A forma como a mobilidade dificulta e molda o acesso dos negros à academia, a maneira como a universidade recebe este público e o impacto destas dinâmicas na vidas de pretos e pardos foram alguns dos temas abordados por Anna na entrevista para a série A Cor da Mobilidade. A professora também falou do lugar do negro nas grandes cidades brasileiras e dos apagamentos físicos e simbólicos aos quais este segmento é submetido. “A ausência destes dados raciais de mobilidade reflete metrópoles que não são para todos”, afirmou a acadêmica.
Qual é sua formação e como ela se relaciona com a questão do racismo?
Sou uma das fundadoras do Laboratório de Pesquisas em Educação Química e Inclusão LPEQI do Instituto de Química da Universidade de Goiás, criado em 2006. Temos mais de 100 integrantes nos LPEQI hoje e uma de nossas principais preocupações é com a descolonização dos currículos. Queremos uma ciência que seja contra hegemônica. Ciência não pode ser coisa só de homem ou só de gente branca.
Como estes princípios se relacionam com a questão da mobilidade?
Os corpos negros dentro da academia têm uma mobilidade restrita e tentamos lutar contra isso. Negros/as e pobres geralmente ocupam lugares subalternos na nossa sociedade racista e colonizante que têm menos tempo para estudar e é mais difícil integrá-lxs a grupos de pesquisa. Por outro lado, esta mesma população tem sido objeto de estudo da academia. Para mudar este quadro, precisamos alcançar as escolas públicas, que são mais claras no centro e mais escuras na periferia. Levar uma investigação de cunho social a elas ainda é um desafio. O recorte racial é obstáculo ao projeto de nação seguido por outros marcadores interseccionais. A universidade precisa conversar com os anseios da sociedade e a falta de mobilidade é uma interdição a esse diálogo. A mobilidade é fator que impede o acesso, limita a circulação social e faz com que percamos na nossa locomoção tempo que poderia ser gasto em estudo. Em muitos casos, os alunos trocam a possibilidade de estudar em universidades públicas distantes de suas casas pela opção de frequentar uma instituição particular só pela maior flexibilidade que esta alternativa oferece. Em resumo, o racismo tem impacto em nossas escolhas e o corpo negro é limitado por ele.
Essa dinâmica é um reflexo da relação entre mobilidade e racismo estrutural?

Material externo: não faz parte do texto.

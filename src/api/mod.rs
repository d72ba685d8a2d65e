pub mod auth;
pub mod error;
mod leads;
mod orders;
mod system;
mod validation;

use axum::{
    http::HeaderValue,
    routing::{get, post, put},
    Router,
};
use serde::Serialize;
use std::sync::Arc;
use tower_http::cors::{AllowOrigin, Any, CorsLayer};
use tower_http::trace::TraceLayer;

use crate::config::CorsConfig;
use crate::AppState;
use error::ApiError;

/// `{"status": "ok"}` with the new record's id when one was created
#[derive(Debug, Serialize)]
pub struct StatusResponse {
    pub status: &'static str,
    #[serde(skip_serializing_if = "Option::is_none")]
    pub id: Option<String>,
}

impl StatusResponse {
    pub fn ok() -> Self {
        Self {
            status: "ok",
            id: None,
        }
    }

    pub fn created(id: String) -> Self {
        Self {
            status: "ok",
            id: Some(id),
        }
    }
}

pub fn create_router(state: Arc<AppState>) -> Router {
    // Auth routes (public)
    let auth_routes = Router::new()
        .route("/register", post(auth::register))
        .route("/login", post(auth::login));

    // Order routes authenticate through the AuthenticatedRetailer extractor
    let api_routes = Router::new()
        .route("/hello", get(system::hello))
        .route("/leads", post(leads::create_lead))
        .route("/orders", get(orders::list_orders).post(orders::create_order))
        .route(
            "/orders/:order_id",
            put(orders::update_order).delete(orders::delete_order),
        );

    let cors = cors_layer(&state.config.cors);

    Router::new()
        .route("/", get(system::root))
        .route("/test", get(system::test_database))
        .nest("/api/auth", auth_routes)
        .nest("/api", api_routes)
        .fallback(not_found)
        .layer(cors)
        .layer(TraceLayer::new_for_http())
        .with_state(state)
}

fn cors_layer(config: &CorsConfig) -> CorsLayer {
    let layer = CorsLayer::new().allow_methods(Any).allow_headers(Any);

    if config.allowed_origins.is_empty() {
        return layer.allow_origin(Any);
    }

    let origins: Vec<HeaderValue> = config
        .allowed_origins
        .iter()
        .filter_map(|origin| match HeaderValue::from_str(origin) {
            Ok(value) => Some(value),
            Err(_) => {
                tracing::warn!(origin = %origin, "Ignoring invalid CORS origin");
                None
            }
        })
        .collect();

    layer.allow_origin(AllowOrigin::list(origins))
}

async fn not_found() -> ApiError {
    ApiError::not_found("Not found")
}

Sim. A mobilidade limitada é um dos fatores que influencia na escolha dos cursos. Há outros. Muitos estudantes de escolas públicas ainda pensam que a universidade pública é paga, por exemplo. Nos cursos de ciência e tecnologia, essenciais no planejamento do futuro, há menos negros/as do que nas carreiras ligadas às ciências humanas. Minha impressão é de que 30% dos pretos e pardos optam pela área de ciências tecnológicas, enquanto os 70% restantes escolhem formações vinculadas à parte de saúde e cuidados. Acredito que esta diferença e especialmente este vínculo do negro/a com o lugar do cuidado sejam reflexos diretos do racismo estrutural. Além disso, parece ser mais fácil conseguir trabalho com formação em áreas como educação, enfermagem e serviço social uma vez que o crescimento populacional é exponencial. Porém, isso tem uma consequência na distribuição da renda, já que estes são setores que pagam menos. Curiosamente, estes cursos não sofrem com casos de fraude na reserva de vagas – cotas. Ainda há as pessoas que dizem “estudar não é para mim” e outras coisas do tipo. Isso acontece porque a gente não tem exemplo, representatividade. Na periferia, muitas vezes as pessoas não conhecem ninguém na família ou na vizinhança que trabalhe como médico ou advogado. Os editais públicos, por sua vez, como Enem ou similares têm uma linguagem própria, que dificulta o acesso também. Às vezes, não se tem ninguém próximo capaz de entender o que está sendo dito ali em linguagem tão específica. Tudo isso limita nosso acesso às discussões.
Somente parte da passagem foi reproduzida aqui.